======== Recorded information ========

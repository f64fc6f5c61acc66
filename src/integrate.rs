//! Integration driver
//!
//! [`NodeIntegrator`] turns an [`OdeNode`] into a continuous-depth block:
//! it flattens the initial state, appends the residual accumulator when a
//! [`Residual`] is attached, runs the adaptive solver and reshapes every
//! recorded state back. [`NodeLayer`] is the same driver reduced to the final
//! state, for use as a layer inside a network.

use crate::error::{HbnodeError, Result};
use crate::field::{
    flatten, state_dims, unflatten, FieldWrapper, NoResidual, Residual, VectorField,
};
use crate::nodes::OdeNode;
use crate::solver::{
    self, validate_times, AdjointTape, Dopri5, SolveMode, SolverConfig, Trajectory,
};
use burn::config::Config;
use burn::module::{AutodiffModule, Module};
use burn::optim::GradientsParams;
use burn::tensor::backend::{AutodiffBackend, Backend};
use burn::tensor::Tensor;
use tracing::debug;

/// Configuration for [`NodeIntegrator`] and [`NodeLayer`].
#[derive(Config, Debug)]
pub struct IntegratorConfig {
    /// Feature shape of the state without the batch axis
    pub shape: Option<Vec<usize>>,
    /// Absolute and relative solver tolerance
    #[config(default = 1e-3)]
    pub tol: f64,
    /// Use the adjoint sensitivity method
    #[config(default = false)]
    pub adjoint: bool,
    /// Times at which the state is recorded; the first is the start time
    #[config(default = "vec![0.0, 1.0]")]
    pub evaluation_times: Vec<f64>,
    #[config(default = 10000)]
    pub max_steps: usize,
}

impl IntegratorConfig {
    /// Wraps `node` without a regularization channel.
    pub fn init<B: Backend, F: Module<B>>(
        &self,
        node: OdeNode<B, F>,
    ) -> Result<NodeIntegrator<B, F, NoResidual>> {
        self.build(node, None)
    }

    /// Wraps `node` and integrates `residual` alongside the state.
    ///
    /// A declared [`shape`](IntegratorConfig::shape) is required.
    pub fn init_with_residual<B: Backend, F: Module<B>, R>(
        &self,
        node: OdeNode<B, F>,
        residual: R,
    ) -> Result<NodeIntegrator<B, F, R>> {
        if self.shape.is_none() {
            return Err(HbnodeError::configuration(
                "a residual function requires a declared state shape",
            ));
        }
        self.build(node, Some(residual))
    }

    fn build<B: Backend, F: Module<B>, R>(
        &self,
        node: OdeNode<B, F>,
        residual: Option<R>,
    ) -> Result<NodeIntegrator<B, F, R>> {
        validate_times(&self.evaluation_times)?;
        if !(self.tol > 0.0) {
            return Err(HbnodeError::configuration(format!(
                "tolerance must be positive, got {}",
                self.tol
            )));
        }
        let mode = if self.adjoint {
            SolveMode::Adjoint
        } else {
            SolveMode::Direct
        };
        let solver = SolverConfig::new()
            .with_rtol(self.tol)
            .with_atol(self.tol)
            .with_mode(mode)
            .with_max_steps(self.max_steps)
            .init()?;

        Ok(NodeIntegrator {
            node,
            residual,
            shape: self.shape.clone(),
            times: self.evaluation_times.clone(),
            solver,
        })
    }
}

/// Output of [`NodeIntegrator::integrate`].
#[derive(Debug, Clone)]
pub struct Integration<B: Backend, const D: usize> {
    /// One `[batch, *shape]` state per evaluation time
    pub trajectory: Trajectory<B, D>,
    /// Residual accumulator at the final evaluation time, `[batch, osize]`
    pub residual: Option<Tensor<B, 2>>,
    shape: Vec<usize>,
    tape: Option<AdjointTape<B>>,
}

impl<B: Backend, const D: usize> Integration<B, D> {
    /// Whether the integration can be differentiated with
    /// [`NodeIntegrator::adjoint_backward`].
    pub fn has_tape(&self) -> bool {
        self.tape.is_some()
    }

    pub fn final_state(&self) -> Option<&Tensor<B, D>> {
        self.trajectory.last()
    }
}

/// Gradients returned by [`NodeIntegrator::adjoint_backward`].
pub struct NodeGradients<B: AutodiffBackend, const D: usize> {
    /// Loss gradient with respect to the initial state, `[batch, *shape]`
    pub initial_state: Tensor<B::InnerBackend, D>,
    /// Loss gradients of the node parameters
    pub params: GradientsParams,
}

/// Integrates an [`OdeNode`] over a fixed set of evaluation times.
///
/// # Type Parameters
/// * `B` - The backend type
/// * `F` - The node's rate function
/// * `R` - Residual function integrated alongside the state
#[derive(Debug)]
pub struct NodeIntegrator<B: Backend, F: Module<B>, R = NoResidual> {
    node: OdeNode<B, F>,
    residual: Option<R>,
    shape: Option<Vec<usize>>,
    times: Vec<f64>,
    solver: Dopri5,
}

impl<B: Backend, F: Module<B>, R> NodeIntegrator<B, F, R> {
    pub fn node(&self) -> &OdeNode<B, F> {
        &self.node
    }

    pub fn node_mut(&mut self) -> &mut OdeNode<B, F> {
        &mut self.node
    }

    pub fn into_node(self) -> OdeNode<B, F> {
        self.node
    }

    /// Replaces the node, e.g. with the result of an optimizer step.
    pub fn map_node(mut self, f: impl FnOnce(OdeNode<B, F>) -> OdeNode<B, F>) -> Self {
        self.node = f(self.node);
        self
    }

    pub fn residual(&self) -> Option<&R> {
        self.residual.as_ref()
    }

    pub fn shape(&self) -> Option<&[usize]> {
        self.shape.as_deref()
    }

    pub fn evaluation_times(&self) -> &[f64] {
        &self.times
    }

    pub fn mode(&self) -> SolveMode {
        self.solver.config().mode
    }

    pub fn tol(&self) -> f64 {
        self.solver.config().atol
    }

    /// Evaluations of the node since its counter was last reset.
    pub fn nfe(&self) -> usize {
        self.node.nfe()
    }

    /// Integrates from `initial` over the configured evaluation times.
    pub fn integrate<const D: usize>(&mut self, initial: Tensor<B, D>) -> Result<Integration<B, D>>
    where
        F: VectorField<B, D>,
        R: Residual<B, D>,
    {
        let times = self.times.clone();
        self.integrate_at(initial, &times)
    }

    /// Integrates from `initial` over explicit evaluation times.
    pub fn integrate_at<const D: usize>(
        &mut self,
        initial: Tensor<B, D>,
        times: &[f64],
    ) -> Result<Integration<B, D>>
    where
        F: VectorField<B, D>,
        R: Residual<B, D>,
    {
        integrate_node(
            &mut self.node,
            self.residual.as_ref(),
            self.shape.as_deref(),
            &self.solver,
            initial,
            times,
        )
    }

    fn residual_width<const D: usize>(&self) -> usize
    where
        R: Residual<B, D>,
    {
        self.residual.as_ref().map(|r| r.osize()).unwrap_or(0)
    }
}

impl<B, F, R> NodeIntegrator<B, F, R>
where
    B: AutodiffBackend,
    F: Module<B>,
    OdeNode<B, F>: AutodiffModule<B>,
{
    /// Gradients of an adjoint-mode integration.
    ///
    /// # Arguments
    /// * `integration` - Result of [`integrate`](Self::integrate) in adjoint mode
    /// * `trajectory_grads` - Loss gradient per evaluation time, `None` where
    ///   the loss ignores that state
    /// * `residual_grad` - Loss gradient of the final residual
    pub fn adjoint_backward<const D: usize>(
        &mut self,
        integration: &Integration<B, D>,
        trajectory_grads: &[Option<Tensor<B::InnerBackend, D>>],
        residual_grad: Option<Tensor<B::InnerBackend, 2>>,
    ) -> Result<NodeGradients<B, D>>
    where
        F: VectorField<B, D>,
        R: Residual<B, D>,
    {
        let tape = integration.tape.as_ref().ok_or_else(|| {
            HbnodeError::configuration("integration was not recorded in adjoint mode")
        })?;
        let count = integration.trajectory.len();
        if trajectory_grads.len() != count {
            return Err(HbnodeError::shape_mismatch(
                "trajectory gradients",
                vec![count],
                vec![trajectory_grads.len()],
            ));
        }

        let template = state_dims::<D>(&integration.shape)?;
        let width: usize = integration.shape.iter().product();
        let osize = self.residual_width::<D>();
        let start = tape.checkpoints()[0].1.clone().inner();
        let [batch, _] = start.dims();
        let device = start.device();

        let mut flat_grads = Vec::with_capacity(count);
        for (index, grad) in trajectory_grads.iter().enumerate() {
            let primary = grad.clone().map(flatten);
            let flat = if osize == 0 {
                primary
            } else {
                let residual = residual_grad.clone().filter(|_| index + 1 == count);
                match (primary, residual) {
                    (None, None) => None,
                    (primary, residual) => {
                        let primary =
                            primary.unwrap_or_else(|| Tensor::zeros([batch, width], &device));
                        let residual =
                            residual.unwrap_or_else(|| Tensor::zeros([batch, osize], &device));
                        Some(Tensor::cat(vec![primary, residual], 1))
                    }
                }
            };
            flat_grads.push(flat);
        }

        let view = self.node.clone();
        let mut wrapper = FieldWrapper::<_, R, D>::new(
            &mut self.node,
            &integration.shape,
            self.residual.as_ref(),
        )?;
        let grads = solver::adjoint_backward(&mut wrapper, &view, tape, &flat_grads)?;

        let initial = if osize > 0 {
            grads.initial_state.narrow(1, 0, width)
        } else {
            grads.initial_state
        };
        Ok(NodeGradients {
            initial_state: unflatten(initial, template)?,
            params: grads.params,
        })
    }
}

/// Flattens, solves and reshapes back; shared by [`NodeIntegrator`] and the
/// recurrent layer.
pub(crate) fn integrate_node<B, F, R, const D: usize>(
    node: &mut OdeNode<B, F>,
    residual: Option<&R>,
    shape: Option<&[usize]>,
    solver: &Dopri5,
    initial: Tensor<B, D>,
    times: &[f64],
) -> Result<Integration<B, D>>
where
    B: Backend,
    F: Module<B> + VectorField<B, D>,
    R: Residual<B, D>,
{
    let dims = initial.dims();
    let batch = dims[0];
    let shape = match shape {
        Some(shape) if shape != &dims[1..] => {
            return Err(HbnodeError::shape_mismatch(
                "integrate",
                shape.to_vec(),
                dims[1..].to_vec(),
            ));
        }
        Some(shape) => shape.to_vec(),
        None => dims[1..].to_vec(),
    };
    let template = state_dims::<D>(&shape)?;
    let width: usize = shape.iter().product();
    let osize = residual.map(|r| r.osize()).unwrap_or(0);

    let device = initial.device();
    let mut y0 = flatten(initial);
    if osize > 0 {
        y0 = Tensor::cat(vec![y0, Tensor::zeros([batch, osize], &device)], 1);
    }

    let mut wrapper = FieldWrapper::<_, R, D>::new(node, &shape, residual)?;
    let solution = solver.solve(&mut wrapper, y0, times)?;

    let residual = match (osize, solution.trajectory.last()) {
        (0, _) | (_, None) => None,
        (_, Some(last)) => Some(last.clone().narrow(1, width, osize)),
    };
    let trajectory = solution.trajectory.map(|state| {
        let primary = if osize > 0 {
            state.narrow(1, 0, width)
        } else {
            state
        };
        unflatten(primary, template)
    })?;

    debug!(
        nfe = node.nfe(),
        times = times.len(),
        kind = node.kind().name(),
        "node integration finished"
    );

    Ok(Integration {
        trajectory,
        residual,
        shape,
        tape: solution.tape,
    })
}

/// Continuous-depth layer returning only the state at the final time.
#[derive(Debug)]
pub struct NodeLayer<B: Backend, F: Module<B>, R = NoResidual> {
    integrator: NodeIntegrator<B, F, R>,
}

impl<B: Backend, F: Module<B>, R> NodeLayer<B, F, R> {
    pub fn new(integrator: NodeIntegrator<B, F, R>) -> Self {
        Self { integrator }
    }

    pub fn integrator(&self) -> &NodeIntegrator<B, F, R> {
        &self.integrator
    }

    pub fn integrator_mut(&mut self) -> &mut NodeIntegrator<B, F, R> {
        &mut self.integrator
    }

    pub fn into_integrator(self) -> NodeIntegrator<B, F, R> {
        self.integrator
    }

    pub fn nfe(&self) -> usize {
        self.integrator.nfe()
    }

    /// Final state and, when a residual is attached, its accumulated value.
    pub fn forward<const D: usize>(
        &mut self,
        initial: Tensor<B, D>,
    ) -> Result<(Tensor<B, D>, Option<Tensor<B, 2>>)>
    where
        F: VectorField<B, D>,
        R: Residual<B, D>,
    {
        let Integration {
            trajectory,
            residual,
            ..
        } = self.integrator.integrate(initial)?;
        let last = trajectory
            .into_last()
            .ok_or_else(|| HbnodeError::solver_failure("solver returned an empty trajectory"))?;
        Ok((last, residual))
    }
}
//! Adjoint sensitivity backward pass
//!
//! Integrates the augmented system backwards over the accepted step grid of
//! an adjoint-mode solve:
//!
//! ```text
//! dz/dt = f(t, z)
//! da/dt = -a ∂f/∂z
//! dg/dt = -a ∂f/∂θ
//! ```
//!
//! Each accepted interval is covered by one classical RK4 step in reversed
//! time, restarting `z` from the stored checkpoint so the reverse state never
//! drifts from the forward one. Vector-Jacobian products come from burn's
//! autodiff; parameter contributions are summed in a
//! [`GradientsAccumulator`].

use super::AdjointTape;
use crate::error::{HbnodeError, Result};
use crate::field::VectorField;
use burn::module::AutodiffModule;
use burn::optim::{GradientsAccumulator, GradientsParams};
use burn::tensor::backend::AutodiffBackend;
use burn::tensor::Tensor;
use tracing::debug;

/// Gradients produced by [`adjoint_backward`].
pub struct AdjointGradients<B: AutodiffBackend> {
    /// Loss gradient with respect to the initial state
    pub initial_state: Tensor<B::InnerBackend, 2>,
    /// Loss gradients for every parameter of the module view
    pub params: GradientsParams,
}

/// Runs the adjoint pass for one tape.
///
/// # Arguments
/// * `field` - The same vector field that produced the tape
/// * `module` - Module whose parameters `field` reads, used to collect
///   parameter gradients (a clone shares parameter ids)
/// * `tape` - Checkpoints from an adjoint-mode solve
/// * `output_grads` - Loss gradient for every evaluation time, `None` where
///   the loss does not depend on that state
pub fn adjoint_backward<B, F, M>(
    field: &mut F,
    module: &M,
    tape: &AdjointTape<B>,
    output_grads: &[Option<Tensor<B::InnerBackend, 2>>],
) -> Result<AdjointGradients<B>>
where
    B: AutodiffBackend,
    F: VectorField<B, 2>,
    M: AutodiffModule<B>,
{
    let outputs = tape.output_indices();
    if output_grads.len() != outputs.len() {
        return Err(HbnodeError::shape_mismatch(
            "adjoint output gradients",
            vec![outputs.len()],
            vec![output_grads.len()],
        ));
    }

    let checkpoints = tape.checkpoints();
    let state_dims = checkpoints[0].1.dims();
    let mut adjoint = checkpoints[0].1.clone().inner().zeros_like();
    let mut accumulator = GradientsAccumulator::<M>::new();
    let mut intervals = 0usize;

    for k in (0..checkpoints.len()).rev() {
        for (index, grad) in outputs.iter().zip(output_grads) {
            if *index != k {
                continue;
            }
            if let Some(grad) = grad {
                if grad.dims() != state_dims {
                    return Err(HbnodeError::shape_mismatch(
                        "adjoint output gradient",
                        state_dims.to_vec(),
                        grad.dims().to_vec(),
                    ));
                }
                adjoint = adjoint + grad.clone();
            }
        }
        if k == 0 {
            break;
        }

        let (t1, z1) = &checkpoints[k];
        let (t0, _) = &checkpoints[k - 1];
        if t1 <= t0 {
            continue;
        }
        adjoint = reverse_rk4_step(
            field,
            module,
            &mut accumulator,
            (*t0, *t1),
            z1.clone().inner(),
            adjoint,
        )?;
        intervals += 1;
    }

    debug!(intervals, vjps = 4 * intervals, "adjoint backward finished");

    Ok(AdjointGradients {
        initial_state: adjoint,
        params: accumulator.grads(),
    })
}

/// One RK4 step of the adjoint system from `t1` back to `t0`.
///
/// Stage seeds are pre-multiplied by their quadrature weights so each VJP
/// contributes directly to the parameter integral.
fn reverse_rk4_step<B, F, M>(
    field: &mut F,
    module: &M,
    accumulator: &mut GradientsAccumulator<M>,
    (t0, t1): (f64, f64),
    z1: Tensor<B::InnerBackend, 2>,
    a1: Tensor<B::InnerBackend, 2>,
) -> Result<Tensor<B::InnerBackend, 2>>
where
    B: AutodiffBackend,
    F: VectorField<B, 2>,
    M: AutodiffModule<B>,
{
    let h = t1 - t0;
    let t_mid = t1 - 0.5 * h;

    let seed = a1.clone().mul_scalar(h / 6.0);
    let (f1, g1) = vjp(field, module, accumulator, t1, z1.clone(), seed)?;

    let z2 = z1.clone() - f1.mul_scalar(0.5 * h);
    let a2 = a1.clone() + g1.clone().mul_scalar(3.0);
    let (f2, g2) = vjp(field, module, accumulator, t_mid, z2, a2.mul_scalar(h / 3.0))?;

    let z3 = z1.clone() - f2.mul_scalar(0.5 * h);
    let a3 = a1.clone() + g2.clone().mul_scalar(1.5);
    let (f3, g3) = vjp(field, module, accumulator, t_mid, z3, a3.mul_scalar(h / 3.0))?;

    let z4 = z1 - f3.mul_scalar(h);
    let a4 = a1.clone() + g3.clone().mul_scalar(3.0);
    let (_, g4) = vjp(field, module, accumulator, t0, z4, a4.mul_scalar(h / 6.0))?;

    Ok(a1 + g1 + g2 + g3 + g4)
}

/// Evaluates `f(t, z)` and the products `seed · ∂f/∂z`, `seed · ∂f/∂θ`.
fn vjp<B, F, M>(
    field: &mut F,
    module: &M,
    accumulator: &mut GradientsAccumulator<M>,
    t: f64,
    z: Tensor<B::InnerBackend, 2>,
    seed: Tensor<B::InnerBackend, 2>,
) -> Result<(Tensor<B::InnerBackend, 2>, Tensor<B::InnerBackend, 2>)>
where
    B: AutodiffBackend,
    F: VectorField<B, 2>,
    M: AutodiffModule<B>,
{
    let z = Tensor::<B, 2>::from_inner(z).require_grad();
    let f = field.evaluate(t, z.clone())?;
    let value = f.clone().inner();

    let grads = f.mul(Tensor::from_inner(seed)).sum().backward();
    let dz = z.grad(&grads).unwrap_or_else(|| value.zeros_like());
    accumulator.accumulate(module, GradientsParams::from_grads(grads, module));

    Ok((value, dz))
}

#[cfg(test)]
mod tests {
    use super::*;
    use crate::solver::{SolveMode, SolverConfig};
    use burn::backend::{Autodiff, NdArray};
    use burn::nn::{Linear, LinearConfig};
    use burn::tensor::ElementConversion;

    type Backend = Autodiff<NdArray<f32>>;

    #[test]
    fn test_decay_initial_state_gradient() {
        // y' = -y, L = sum(y(1)) => dL/dy0 = exp(-1)
        let device = Default::default();
        let solver = SolverConfig::new()
            .with_rtol(1e-5)
            .with_atol(1e-5)
            .with_mode(SolveMode::Adjoint)
            .init()
            .unwrap();
        let view = LinearConfig::new(1, 1).init::<Backend>(&device);
        let mut field =
            |_t: f64, y: Tensor<Backend, 2>| -> Result<Tensor<Backend, 2>> { Ok(y.neg()) };

        let y0 = Tensor::<Backend, 2>::ones([2, 3], &device);
        let solution = solver.solve(&mut field, y0, &[0.0, 1.0]).unwrap();
        let tape = solution.tape.unwrap();

        let ones = Tensor::<NdArray<f32>, 2>::ones([2, 3], &device);
        let grads = adjoint_backward::<Backend, _, Linear<Backend>>(
            &mut field,
            &view,
            &tape,
            &[None, Some(ones)],
        )
        .unwrap();

        let g = grads.initial_state.mean().into_scalar().elem::<f64>();
        assert!((g - (-1.0f64).exp()).abs() < 2e-3);
    }

    #[test]
    fn test_output_gradient_count_checked() {
        let device = Default::default();
        let solver = SolverConfig::new()
            .with_mode(SolveMode::Adjoint)
            .init()
            .unwrap();
        let view = LinearConfig::new(1, 1).init::<Backend>(&device);
        let mut field = |_t: f64, y: Tensor<Backend, 2>| -> Result<Tensor<Backend, 2>> { Ok(y) };

        let y0 = Tensor::<Backend, 2>::ones([1, 1], &device);
        let tape = solver
            .solve(&mut field, y0, &[0.0, 1.0])
            .unwrap()
            .tape
            .unwrap();
        let result = adjoint_backward(&mut field, &view, &tape, &[None]);
        assert!(matches!(result, Err(HbnodeError::ShapeMismatch { .. })));
    }
}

========

◆ Exercise objective ◆
Please copy, word for word, every line from the first line of the records through the line containing "relative solver tolerance", with both of those lines included and nothing else.

◆ Reply ◆
repository f64fc6f5c61acc66
filename src/integrate.rs
//! Integration driver
//!
//! [`NodeIntegrator`] turns an [`OdeNode`] into a continuous-depth block:
//! it flattens the initial state, appends the residual accumulator when a
//! [`Residual`] is attached, runs the adaptive solver and reshapes every
//! recorded state back. [`NodeLayer`] is the same driver reduced to the final
//! state, for use as a layer inside a network.

use crate::error::{HbnodeError, Result};
use crate::field::{
    flatten, state_dims, unflatten, FieldWrapper, NoResidual, Residual, VectorField,
};
use crate::nodes::OdeNode;
use crate::solver::{
    self, validate_times, AdjointTape, Dopri5, SolveMode, SolverConfig, Trajectory,
};
use burn::config::Config;
use burn::module::{AutodiffModule, Module};
use burn::optim::GradientsParams;
use burn::tensor::backend::{AutodiffBackend, Backend};
use burn::tensor::Tensor;
use tracing::debug;

/// Configuration for [`NodeIntegrator`] and [`NodeLayer`].
#[derive(Config, Debug)]
pub struct IntegratorConfig {
    /// Feature shape of the state without the batch axis
    pub shape: Option<Vec<usize>>,
    /// Absolute and relative solver tolerance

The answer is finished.